ApoPep-1 interacts with histone-1 that is translocated from the nucleus to the cell membrane during the early apoptotic process [11]. The greater the uptake of ApoPep-1 in MI, the poorer the functional outcome post-MI [20]. In comparison with annexin V, which requires calcium for its target binding, ApoPep-1 can bind to histone-1 in calcium-free conditions [11]. In fact, one interesting finding of the current study was that Na[18F]F uptake in the infarct was not associated with calcium accumulation. Therefore, the mechanism of Na[18F]F uptake in MI may be different from that in bone.
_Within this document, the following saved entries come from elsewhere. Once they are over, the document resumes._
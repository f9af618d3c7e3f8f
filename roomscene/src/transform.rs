//! Fixed camera and model transforms.
//!
//! All matrices are pure functions of compile-time constants and are
//! recomputed every frame.

use cgmath::{perspective, Deg, Matrix4, SquareMatrix, Vector3};

pub const FOV_Y: f32 = 45.0;
pub const ASPECT: f32 = 1024.0 / 768.0;
pub const NEAR: f32 = 0.1;
pub const FAR: f32 = 100.0;

/// Perspective projection with the fixed 1024x768 aspect ratio.
pub fn projection() -> Matrix4<f32> {
    perspective(Deg(FOV_Y), ASPECT, NEAR, FAR)
}

/// Translation-only view matrix. There is no camera input.
pub fn view() -> Matrix4<f32> {
    Matrix4::from_translation(Vector3::new(0.0, -1.0, -10.0))
}

pub fn floor_model() -> Matrix4<f32> {
    Matrix4::identity()
}

pub fn wall_model() -> Matrix4<f32> {
    Matrix4::from_translation(Vector3::new(0.0, 0.0, -5.0))
}

#[cfg(test)]
mod tests {
    use super::*;

    const TOLERANCE: f32 = 1e-5;

    fn assert_matrix_eq(actual: &Matrix4<f32>, expected: &[f32; 16]) {
        let actual: &[f32; 16] = actual.as_ref();
        for (i, (a, e)) in actual.iter().zip(expected).enumerate() {
            assert!(
                (a - e).abs() < TOLERANCE,
                "element {i}: got {a}, expected {e}"
            );
        }
    }

    #[test]
    fn projection_matches_the_perspective_formula() {
        let f = 1.0 / (FOV_Y.to_radians() / 2.0).tan();

        #[rustfmt::skip]
        let expected = [
            f / ASPECT, 0.0, 0.0, 0.0,
            0.0, f, 0.0, 0.0,
            0.0, 0.0, (FAR + NEAR) / (NEAR - FAR), -1.0,
            0.0, 0.0, (2.0 * FAR * NEAR) / (NEAR - FAR), 0.0,
        ];

        assert_matrix_eq(&projection(), &expected);
    }

    #[test]
    fn view_is_translation_only() {
        #[rustfmt::skip]
        let expected = [
            1.0, 0.0, 0.0, 0.0,
            0.0, 1.0, 0.0, 0.0,
            0.0, 0.0, 1.0, 0.0,
            0.0, -1.0, -10.0, 1.0,
        ];

        assert_matrix_eq(&view(), &expected);
    }

    #[test]
    fn floor_model_is_identity() {
        assert_eq!(floor_model(), Matrix4::identity());
    }

    #[test]
    fn wall_model_is_translation_only() {
        #[rustfmt::skip]
        let expected = [
            1.0, 0.0, 0.0, 0.0,
            0.0, 1.0, 0.0, 0.0,
            0.0, 0.0, 1.0, 0.0,
            0.0, 0.0, -5.0, 1.0,
        ];

        assert_matrix_eq(&wall_model(), &expected);
    }
}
In other words, the formation of fluoroapatite [Ca10(PO4)6(F)2], through the ion exchange between the hydroxyl moiety of hydroxyapatite [Ca10(PO4)6(OH)2] and the [18F]fluoride ion, may play a minimal role for Na[18F]F uptake in MI. Na[18F]F uptake in MI, therefore, may occur in several different ways. First, Na[18F]F may directly interact with histone-1 on the surface of injured cells [20]. Because of its high positive charge, specifically via the high lysine content in the C-terminal, histone-1 usually resides in the nucleus and interacts with DNA, which is negatively charged [21]. Ischemic cell injury releases histone-1 from the nucleus to the sarcoplasmic membrane, where it may directly interact with the [18F]fluoride anion. In this regard, Na[18F]F PET/CT holds great promise for the early detection of myocardial apoptosis because histone-1 translocation has been reported in the early apoptotic process [22]. Second, Na[18F]F may contribute to the formation of calcium-free fluorophosphates such as isoflurophate [C6H14FO3P] (http://en.wikipedia.org/wiki/Diisopropyl_fluorophosphate) in conditions of high phosphatase activity and great amount of inorganic phosphate, which has often been suggested to exist in MI [23]. Lastly, the amount of calcium deposition after MI may be less than the detectable range of von Kossa’s staining, and Na[18F]F may still bind to the small amount of calcium crystals that cannot be detected by the staining method [24]. This issue needs further investigation.

Limitations

Na[18F]F PET/CT may have some limitations for the early detection of MI, because the highest uptake of Na[18F]F occurs as late as 1 day after MI (Fig. 2). As a matter of fact, late visualization of MI is the critical drawback of Tc-99m-labeled phosphorous agents [12, 13, 19]. In this regard, the clinical utility of Na[18F]F PET/CT remains questionable. In the authors’ opinion, the usefulness of Na[18F]F PET/CT in cardiovascular disease may lie in the visualization of reversible ischemic injury. For example, visualization of the area at risk by Na[18F]F PET/CT in ischemia-reperfusion injury would have a tremendous impact on the management of patients with acute coronary syndrome [25]. This issue is now being investigated in our institute.

Conclusion

MI could be successfully visualized using Na[18F]F PET/CT. Na[18F]F uptake was closely associated with myocardial apoptosis but not with calcification. Na[18F]F PET/CT was positive at the perfusion deficit area in [99mTc]MIBI SPECT/CT and showed almost the same signal distribution with [99mTc]HMDP SPECT/CT. These findings suggest that Na[18F]F PET/CT is a promising hot-spot imaging modality for MI.